# TO DO
Your output must match the data word for word, with every line included.

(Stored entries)
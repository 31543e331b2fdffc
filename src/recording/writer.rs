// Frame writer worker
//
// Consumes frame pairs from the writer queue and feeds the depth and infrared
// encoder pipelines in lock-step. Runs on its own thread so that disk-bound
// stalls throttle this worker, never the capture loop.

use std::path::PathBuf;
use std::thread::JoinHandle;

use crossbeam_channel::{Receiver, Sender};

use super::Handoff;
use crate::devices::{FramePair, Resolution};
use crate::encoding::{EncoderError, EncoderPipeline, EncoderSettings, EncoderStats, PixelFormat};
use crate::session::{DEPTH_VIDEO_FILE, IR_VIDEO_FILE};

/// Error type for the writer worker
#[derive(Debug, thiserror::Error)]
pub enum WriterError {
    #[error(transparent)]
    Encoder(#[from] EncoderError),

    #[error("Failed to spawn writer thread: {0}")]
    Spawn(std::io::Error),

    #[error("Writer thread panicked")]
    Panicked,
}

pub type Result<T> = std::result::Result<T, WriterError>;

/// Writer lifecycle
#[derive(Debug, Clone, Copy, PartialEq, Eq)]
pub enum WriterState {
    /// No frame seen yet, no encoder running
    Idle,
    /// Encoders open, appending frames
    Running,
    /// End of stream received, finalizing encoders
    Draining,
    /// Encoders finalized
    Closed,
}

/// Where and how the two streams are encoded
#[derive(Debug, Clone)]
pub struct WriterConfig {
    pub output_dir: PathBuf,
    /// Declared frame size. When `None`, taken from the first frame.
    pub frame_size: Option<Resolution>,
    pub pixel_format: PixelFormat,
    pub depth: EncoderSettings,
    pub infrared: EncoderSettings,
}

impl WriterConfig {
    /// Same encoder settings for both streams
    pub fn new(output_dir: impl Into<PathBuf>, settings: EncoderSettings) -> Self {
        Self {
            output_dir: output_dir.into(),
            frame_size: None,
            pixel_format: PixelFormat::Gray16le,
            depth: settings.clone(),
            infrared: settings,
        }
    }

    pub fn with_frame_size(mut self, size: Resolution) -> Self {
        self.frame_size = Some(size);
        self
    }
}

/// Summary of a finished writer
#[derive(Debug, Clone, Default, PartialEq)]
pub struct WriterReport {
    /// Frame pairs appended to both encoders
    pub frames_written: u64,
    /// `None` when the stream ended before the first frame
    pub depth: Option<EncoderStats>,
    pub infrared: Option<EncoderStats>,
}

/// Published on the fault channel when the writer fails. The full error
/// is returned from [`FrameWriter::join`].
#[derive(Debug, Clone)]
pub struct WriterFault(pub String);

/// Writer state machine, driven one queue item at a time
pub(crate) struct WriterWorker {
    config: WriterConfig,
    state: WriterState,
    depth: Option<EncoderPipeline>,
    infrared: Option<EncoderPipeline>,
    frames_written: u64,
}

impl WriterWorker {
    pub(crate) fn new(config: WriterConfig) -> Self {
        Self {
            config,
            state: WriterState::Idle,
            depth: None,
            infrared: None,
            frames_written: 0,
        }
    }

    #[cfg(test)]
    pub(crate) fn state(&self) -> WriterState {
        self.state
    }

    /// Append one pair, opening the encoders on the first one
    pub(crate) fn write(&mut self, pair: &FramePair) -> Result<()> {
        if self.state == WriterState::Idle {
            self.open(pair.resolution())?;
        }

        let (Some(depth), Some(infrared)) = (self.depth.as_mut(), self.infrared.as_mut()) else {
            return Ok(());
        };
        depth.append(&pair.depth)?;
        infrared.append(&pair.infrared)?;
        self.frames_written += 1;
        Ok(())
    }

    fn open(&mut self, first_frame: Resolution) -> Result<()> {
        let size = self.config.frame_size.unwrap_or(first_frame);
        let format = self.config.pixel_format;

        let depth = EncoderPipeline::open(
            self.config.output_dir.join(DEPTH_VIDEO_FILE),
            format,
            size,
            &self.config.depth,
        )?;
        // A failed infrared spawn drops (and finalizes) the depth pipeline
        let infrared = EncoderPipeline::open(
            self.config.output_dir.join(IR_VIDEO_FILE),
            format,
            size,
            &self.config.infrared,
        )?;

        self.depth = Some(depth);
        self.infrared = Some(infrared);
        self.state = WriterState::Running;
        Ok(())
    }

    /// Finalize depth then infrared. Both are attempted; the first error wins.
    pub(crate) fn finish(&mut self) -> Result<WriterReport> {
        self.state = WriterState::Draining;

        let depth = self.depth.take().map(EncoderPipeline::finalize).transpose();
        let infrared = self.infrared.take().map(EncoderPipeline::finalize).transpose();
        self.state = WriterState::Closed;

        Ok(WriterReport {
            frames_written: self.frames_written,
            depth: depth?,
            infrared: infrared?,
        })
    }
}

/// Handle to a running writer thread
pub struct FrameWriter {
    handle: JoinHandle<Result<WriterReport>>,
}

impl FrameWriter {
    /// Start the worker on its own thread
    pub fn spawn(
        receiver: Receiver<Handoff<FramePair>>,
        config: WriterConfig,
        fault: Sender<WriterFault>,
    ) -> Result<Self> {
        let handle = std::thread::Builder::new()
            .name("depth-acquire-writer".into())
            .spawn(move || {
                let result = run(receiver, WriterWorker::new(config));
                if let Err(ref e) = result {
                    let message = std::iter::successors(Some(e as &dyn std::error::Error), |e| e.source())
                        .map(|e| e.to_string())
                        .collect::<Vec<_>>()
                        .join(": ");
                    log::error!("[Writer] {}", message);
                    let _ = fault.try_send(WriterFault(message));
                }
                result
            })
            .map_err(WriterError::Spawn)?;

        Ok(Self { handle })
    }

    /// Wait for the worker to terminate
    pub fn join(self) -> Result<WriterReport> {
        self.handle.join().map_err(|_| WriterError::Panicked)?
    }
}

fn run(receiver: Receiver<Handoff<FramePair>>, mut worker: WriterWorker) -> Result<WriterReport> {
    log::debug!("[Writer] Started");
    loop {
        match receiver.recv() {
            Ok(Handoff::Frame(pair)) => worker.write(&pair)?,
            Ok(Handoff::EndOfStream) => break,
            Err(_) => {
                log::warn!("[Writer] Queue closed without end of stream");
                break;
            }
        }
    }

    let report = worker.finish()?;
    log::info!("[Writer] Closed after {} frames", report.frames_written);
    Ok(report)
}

# RESULT OF THIS EXERCISE
repository 31543e331b2fdffc
filename src/recording/writer.rs
// Frame writer worker
//
// Consumes frame pairs from the writer queue and feeds the depth and infrared
// encoder pipelines in lock-step. Runs on its own thread so that disk-bound
// stalls throttle this worker, never the capture loop.

use std::path::PathBuf;
use std::thread::JoinHandle;

use crossbeam_channel::{Receiver, Sender};

use super::Handoff;
use crate::devices::{FramePair, Resolution};
use crate::encoding::{EncoderError, EncoderPipeline, EncoderSettings, EncoderStats, PixelFormat};
use crate::session::{DEPTH_VIDEO_FILE, IR_VIDEO_FILE};

/// Error type for the writer worker
#[derive(Debug, thiserror::Error)]
pub enum WriterError {
    #[error(transparent)]
    Encoder(#[from] EncoderError),

    #[error("Failed to spawn writer thread: {0}")]
    Spawn(std::io::Error),

    #[error("Writer thread panicked")]
    Panicked,
}

pub type Result<T> = std::result::Result<T, WriterError>;

/// Writer lifecycle
#[derive(Debug, Clone, Copy, PartialEq, Eq)]
pub enum WriterState {
    /// No frame seen yet, no encoder running
    Idle,
    /// Encoders open, appending frames
    Running,
    /// End of stream received, finalizing encoders
    Draining,
    /// Encoders finalized
    Closed,
}

/// Where and how the two streams are encoded
#[derive(Debug, Clone)]
pub struct WriterConfig {
    pub output_dir: PathBuf,
    /// Declared frame size. When `None`, taken from the first frame.
    pub frame_size: Option<Resolution>,
    pub pixel_format: PixelFormat,
    pub depth: EncoderSettings,
    pub infrared: EncoderSettings,
}

impl WriterConfig {
    /// Same encoder settings for both streams
    pub fn new(output_dir: impl Into<PathBuf>, settings: EncoderSettings) -> Self {
        Self {
            output_dir: output_dir.into(),
            frame_size: None,
            pixel_format: PixelFormat::Gray16le,
            depth: settings.clone(),
            infrared: settings,
        }
    }

    pub fn with_frame_size(mut self, size: Resolution) -> Self {
        self.frame_size = Some(size);
        self
    }
}

/// Summary of a finished writer
#[derive(Debug, Clone, Default, PartialEq)]
pub struct WriterReport {
    /// Frame pairs appended to both encoders
    pub frames_written: u64,
    /// `None` when the stream ended before the first frame
    pub depth: Option<EncoderStats>,
    pub infrared: Option<EncoderStats>,
}

/// Published on the fault channel when the writer fails. The full error
/// is returned from [`FrameWriter::join`].
#[derive(Debug, Clone)]
pub struct WriterFault(pub String);

/// Writer state machine, driven one queue item at a time
pub(crate) struct WriterWorker {
    config: WriterConfig,
    state: WriterState,
    depth: Option<EncoderPipeline>,
    infrared: Option<EncoderPipeline>,
    frames_written: u64,
}

impl WriterWorker {
    pub(crate) fn new(config: WriterConfig) -> Self {
        Self {
            config,
            state: WriterState::Idle,
            depth: None,
            infrared: None,
            frames_written: 0,
        }
    }

    #[cfg(test)]
    pub(crate) fn state(&self) -> WriterState {
        self.state
    }

    /// Append one pair, opening the encoders on the first one
    pub(crate) fn write(&mut self, pair: &FramePair) -> Result<()> {
        if self.state == WriterState::Idle {
            self.open(pair.resolution())?;
        }

        let (Some(depth), Some(infrared)) = (self.depth.as_mut(), self.infrared.as_mut()) else {
            return Ok(());
        };
        depth.append(&pair.depth)?;
        infrared.append(&pair.infrared)?;
        self.frames_written += 1;
        Ok(())
    }

    fn open(&mut self, first_frame: Resolution) -> Result<()> {
        let size = self.config.frame_size.unwrap_or(first_frame);
        let format = self.config.pixel_format;

        let depth = EncoderPipeline::open(
            self.config.output_dir.join(DEPTH_VIDEO_FILE),
            format,
            size,
            &self.config.depth,
        )?;
        // A failed infrared spawn drops (and finalizes) the depth pipeline
        let infrared = EncoderPipeline::open(
            self.config.output_dir.join(IR_VIDEO_FILE),
            format,
            size,
            &self.config.infrared,
        )?;

        self.depth = Some(depth);
        self.infrared = Some(infrared);
        self.state = WriterState::Running;
        Ok(())
    }

    /// Finalize depth then infrared. Both are attempted; the first error wins.
    pub(crate) fn finish(&mut self) -> Result<WriterReport> {
        self.state = WriterState::Draining;

        let depth = self.depth.take().map(EncoderPipeline::finalize).transpose();
        let infrared = self.infrared.take().map(EncoderPipeline::finalize).transpose();
        self.state = WriterState::Closed;

        Ok(WriterReport {
            frames_written: self.frames_written,
            depth: depth?,
            infrared: infrared?,
        })
    }
}

/// Handle to a running writer thread
pub struct FrameWriter {
    handle: JoinHandle<Result<WriterReport>>,
}

impl FrameWriter {
    /// Start the worker on its own thread
    pub fn spawn(
        receiver: Receiver<Handoff<FramePair>>,
        config: WriterConfig,
        fault: Sender<WriterFault>,
    ) -> Result<Self> {
        let handle = std::thread::Builder::new()
            .name("depth-acquire-writer".into())
            .spawn(move || {
                let result = run(receiver, WriterWorker::new(config));
                if let Err(ref e) = result {
                    let message = std::iter::successors(Some(e as &dyn std::error::Error), |e| e.source())
                        .map(|e| e.to_string())
                        .collect::<Vec<_>>()
                        .join(": ");
                    log::error!("[Writer] {}", message);
                    let _ = fault.try_send(WriterFault(message));
                }
                result
            })
            .map_err(WriterError::Spawn)?;

        Ok(Self { handle })
    }

    /// Wait for the worker to terminate
    pub fn join(self) -> Result<WriterReport> {
        self.handle.join().map_err(|_| WriterError::Panicked)?
    }
}

fn run(receiver: Receiver<Handoff<FramePair>>, mut worker: WriterWorker) -> Result<WriterReport> {
    log::debug!("[Writer] Started");
    loop {
        match receiver.recv() {
            Ok(Handoff::Frame(pair)) => worker.write(&pair)?,
            Ok(Handoff::EndOfStream) => break,
            Err(_) => {
                log::warn!("[Writer] Queue closed without end of stream");
                break;
            }
        }
    }

    let report = worker.finish()?;
    log::info!("[Writer] Closed after {} frames", report.frames_written);
    Ok(report)
}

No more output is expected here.